Add visit webpage tool (#33353)

* Add VisitWebpageTool
2024-09-09 10:32:42 +02:00
parent 62aecd85ff
commit 489cbfd6d3
4 changed files with 51 additions and 3 deletions
--- a/docs/source/en/main_classes/agent.md
+++ b/docs/source/en/main_classes/agent.md
@@ -50,6 +50,10 @@ We provide two types of agents, based on the main [`Agent`] class:
 [[autodoc]] ReactCodeAgent
 ### ManagedAgent
 [[autodoc]] ManagedAgent
 ## Tools
 ### load_tool
--- a/src/transformers/init.py
+++ b/src/transformers/init.py
@@ -58,6 +58,7 @@ _import_structure = {
        "Agent",
        "CodeAgent",
        "HfApiEngine",
        "ManagedAgent",
        "PipelineTool",
        "ReactAgent",
        "ReactCodeAgent",
@@ -4826,6 +4827,7 @@ if TYPE_CHECKING:
        Agent,
        CodeAgent,
        HfApiEngine,
        ManagedAgent,
        PipelineTool,
        ReactAgent,
        ReactCodeAgent,
--- a/src/transformers/agents/init.py
+++ b/src/transformers/agents/init.py
@@ -39,7 +39,7 @@ else:
    _import_structure["default_tools"] = ["FinalAnswerTool", "PythonInterpreterTool"]
    _import_structure["document_question_answering"] = ["DocumentQuestionAnsweringTool"]
    _import_structure["image_question_answering"] = ["ImageQuestionAnsweringTool"]
-    _import_structure["search"] = ["DuckDuckGoSearchTool"]
+    _import_structure["search"] = ["DuckDuckGoSearchTool", "VisitWebpageTool"]
    _import_structure["speech_to_text"] = ["SpeechToTextTool"]
    _import_structure["text_to_speech"] = ["TextToSpeechTool"]

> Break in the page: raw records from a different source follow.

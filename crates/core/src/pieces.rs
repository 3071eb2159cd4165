//! Pieces module - tetromino catalog and the rotation function
//!
//! Each kind has a square bounding box (I: 4x4, O: 2x2, the rest 3x3) stored in
//! a fixed 4x4 matrix. Rotation turns the occupancy pattern inside that box and
//! never changes the box size. There are no wall kicks: a rotation either fits
//! where the piece is or it is rejected by the controller.

use crate::types::{Color, PieceKind};

/// Largest bounding box in the catalog (the I piece).
pub const MAX_BOX: usize = 4;

/// Occupancy matrix of a piece, row-major: `cells[y][x]`.
///
/// Only the top-left `size x size` corner is meaningful; cells outside it are
/// always empty.
#[derive(Debug, Clone, Copy, PartialEq, Eq, Hash)]
pub struct Shape {
    size: u8,
    cells: [[bool; MAX_BOX]; MAX_BOX],
}

impl Shape {
    /// Build a shape from a square 0/1 matrix.
    ///
    /// Const so the catalog is checked at compile time: a row whose length
    /// differs from the row count, a box larger than [`MAX_BOX`], or a value
    /// other than 0/1 fails the build.
    pub const fn from_rows<const N: usize>(rows: [[u8; N]; N]) -> Self {
        assert!(N > 0 && N <= MAX_BOX, "shape box out of range");
        let mut cells = [[false; MAX_BOX]; MAX_BOX];
        let mut y = 0;
        while y < N {
            let mut x = 0;
            while x < N {
                assert!(rows[y][x] <= 1, "shape cells must be 0 or 1");
                cells[y][x] = rows[y][x] == 1;
                x += 1;
            }
            y += 1;
        }
        Self {
            size: N as u8,
            cells,
        }
    }

    /// Side length of the bounding box.
    pub fn size(&self) -> u8 {
        self.size
    }

    /// Whether local cell (x, y) is occupied. Out-of-box coordinates are empty.
    pub fn is_filled(&self, x: usize, y: usize) -> bool {
        x < self.size as usize && y < self.size as usize && self.cells[y][x]
    }

    /// Iterate the occupied cells as local (x, y) offsets.
    pub fn cells(&self) -> impl Iterator<Item = (i8, i8)> + '_ {
        let n = self.size as usize;
        (0..n).flat_map(move |y| {
            (0..n).filter_map(move |x| self.cells[y][x].then_some((x as i8, y as i8)))
        })
    }

    /// Rows of the bounding box as 0/1 values, for display and tests.
    pub fn rows(&self) -> Vec<Vec<u8>> {
        let n = self.size as usize;
        (0..n)
            .map(|y| (0..n).map(|x| self.cells[y][x] as u8).collect())
            .collect()
    }
}

/// Static definition of one piece kind.
#[derive(Debug, Clone, Copy, PartialEq, Eq)]
pub struct PieceDef {
    pub kind: PieceKind,
    pub shape: Shape,
}

/// The seven spawn shapes, in [`PieceKind::ALL`] order.
pub const CATALOG: [PieceDef; 7] = [
    PieceDef {
        kind: PieceKind::I,
        shape: Shape::from_rows([[0, 0, 0, 0], [1, 1, 1, 1], [0, 0, 0, 0], [0, 0, 0, 0]]),
    },
    PieceDef {
        kind: PieceKind::J,
        shape: Shape::from_rows([[1, 0, 0], [1, 1, 1], [0, 0, 0]]),
    },
    PieceDef {
        kind: PieceKind::L,
        shape: Shape::from_rows([[0, 0, 1], [1, 1, 1], [0, 0, 0]]),
    },
    PieceDef {
        kind: PieceKind::O,
        shape: Shape::from_rows([[1, 1], [1, 1]]),
    },
    PieceDef {
        kind: PieceKind::S,
        shape: Shape::from_rows([[0, 1, 1], [1, 1, 0], [0, 0, 0]]),
    },
    PieceDef {
        kind: PieceKind::T,
        shape: Shape::from_rows([[0, 1, 0], [1, 1, 1], [0, 0, 0]]),
    },
    PieceDef {
        kind: PieceKind::Z,
        shape: Shape::from_rows([[1, 1, 0], [0, 1, 1], [0, 0, 0]]),
    },
];

/// Spawn shape for a piece kind.
pub fn get_shape(kind: PieceKind) -> Shape {
    match kind {
        PieceKind::I => CATALOG[0].shape,
        PieceKind::J => CATALOG[1].shape,
        PieceKind::L => CATALOG[2].shape,
        PieceKind::O => CATALOG[3].shape,
        PieceKind::S => CATALOG[4].shape,
        PieceKind::T => CATALOG[5].shape,
        PieceKind::Z => CATALOG[6].shape,
    }
}

/// Rotate a shape 90° clockwise inside its bounding box.
///
/// Local cell (x, y) moves to (size - 1 - y, x). Pure and total; four
/// applications return the original shape.
pub fn rotate_piece(shape: &Shape) -> Shape {
    let n = shape.size as usize;
    let mut cells = [[false; MAX_BOX]; MAX_BOX];
    for y in 0..n {
        for x in 0..n {
            cells[x][n - 1 - y] = shape.cells[y][x];
        }
    }
    Shape {
        size: shape.size,
        cells,
    }
}

/// A piece in play: kind, current orientation, and the color it locks with.
#[derive(Debug, Clone, Copy, PartialEq, Eq, Hash)]
pub struct Piece {
    pub kind: PieceKind,
    pub shape: Shape,
    pub color: Color,
}

impl Piece {
    /// Create a piece in its spawn orientation.
    pub fn new(kind: PieceKind) -> Self {
        Self {
            kind,
            shape: get_shape(kind),
            color: kind.color(),
        }
    }

    /// The same piece rotated clockwise.
    pub fn rotated(&self) -> Self {
        Self {
            shape: rotate_piece(&self.shape),
            ..*self
        }
    }
}

#[cfg(test)]
mod tests {
    use super::*;

    #[test]
    fn test_catalog_box_sizes() {
        for def in CATALOG.iter() {
            let expected = match def.kind {
                PieceKind::I => 4,
                PieceKind::O => 2,
                _ => 3,
            };
            assert_eq!(def.shape.size(), expected, "{:?}", def.kind);
        }
    }

    #[test]
    fn test_catalog_order_matches_kinds() {
        for (def, kind) in CATALOG.iter().zip(PieceKind::ALL) {
            assert_eq!(def.kind, kind);
            assert_eq!(get_shape(kind), def.shape);
        }
    }

    #[test]
    fn test_every_piece_has_four_cells() {
        for kind in PieceKind::ALL {
            assert_eq!(get_shape(kind).cells().count(), 4, "{:?}", kind);
        }
    }

    #[test]
    fn test_rotate_t_clockwise() {
        let rotated = rotate_piece(&get_shape(PieceKind::T));
        assert_eq!(rotated.rows(), vec![vec![0, 1, 0], vec![0, 1, 1], vec![0, 1, 0]]);
    }

    #[test]
    fn test_rotate_i_becomes_vertical() {
        let rotated = rotate_piece(&get_shape(PieceKind::I));
        assert_eq!(rotated.size(), 4);
        let cells: Vec<_> = rotated.cells().collect();
        assert_eq!(cells, vec![(2, 0), (2, 1), (2, 2), (2, 3)]);
    }

    #[test]
    fn test_rotate_o_is_identity() {
        let o = get_shape(PieceKind::O);
        assert_eq!(rotate_piece(&o), o);
    }

    #[test]
    fn test_four_rotations_identity() {
        for kind in PieceKind::ALL {
            let start = get_shape(kind);
            let mut shape = start;
            for _ in 0..4 {
                shape = rotate_piece(&shape);
                assert_eq!(shape.size(), start.size());
            }
            assert_eq!(shape, start, "{:?}", kind);
        }
    }

    #[test]
    fn test_is_filled_outside_box() {
        let o = get_shape(PieceKind::O);
        assert!(o.is_filled(1, 1));
        assert!(!o.is_filled(2, 0));
        assert!(!o.is_filled(0, 3));
    }

    #[test]
    fn test_piece_new_uses_kind_color() {
        let piece = Piece::new(PieceKind::S);
        assert_eq!(piece.color, PieceKind::S.color());
        assert_eq!(piece.shape, get_shape(PieceKind::S));
        assert_eq!(piece.rotated().kind, PieceKind::S);
    }
}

    _import_structure["translation"] = ["TranslationTool"]
@@ -59,7 +59,7 @@ if TYPE_CHECKING:
        from .default_tools import FinalAnswerTool, PythonInterpreterTool
        from .document_question_answering import DocumentQuestionAnsweringTool
        from .image_question_answering import ImageQuestionAnsweringTool
-        from .search import DuckDuckGoSearchTool
+        from .search import DuckDuckGoSearchTool, VisitWebpageTool
        from .speech_to_text import SpeechToTextTool
        from .text_to_speech import TextToSpeechTool
        from .translation import TranslationTool
--- a/src/transformers/agents/search.py
+++ b/src/transformers/agents/search.py
@@ -14,6 +14,11 @@
 # WITHOUT WARRANTIES OR CONDITIONS OF ANY KIND, either express or implied.
 # See the License for the specific language governing permissions and
 # limitations under the License.
 import re
 import requests
 from requests.exceptions import RequestException
 from .tools import Tool
@@ -29,7 +34,44 @@ class DuckDuckGoSearchTool(Tool):
            from duckduckgo_search import DDGS
        except ImportError:
            raise ImportError(
-                "You must install package `duckduckgo_search`: for instance run `pip install duckduckgo-search`."
+                "You must install package `duckduckgo_search` to run this tool: for instance run `pip install duckduckgo-search`."
            )
        results = DDGS().text(query, max_results=7)
        return results
 class VisitWebpageTool(Tool):
    name = "visit_webpage"
    description = "Visits a wbepage at the given url and returns its content as a markdown string."
    inputs = {
        "url": {
            "type": "text",
            "description": "The url of the webpage to visit.",
        }
    }
    output_type = "text"
    def forward(self, url: str) -> str:
        try:
            from markdownify import markdownify
        except ImportError:
            raise ImportError(
                "You must install package `markdownify` to run this tool: for instance run `pip install markdownify`."
            )
        try:
            # Send a GET request to the URL
            response = requests.get(url)
            response.raise_for_status()  # Raise an exception for bad status codes
            # Convert the HTML content to Markdown
            markdown_content = markdownify(response.text).strip()
            # Remove multiple line breaks
            markdown_content = re.sub(r"\n{3,}", "\n\n", markdown_content)
            return markdown_content
        except RequestException as e:
            return f"Error fetching the webpage: {str(e)}"
        except Exception as e:
            return f"An unexpected error occurred: {str(e)}"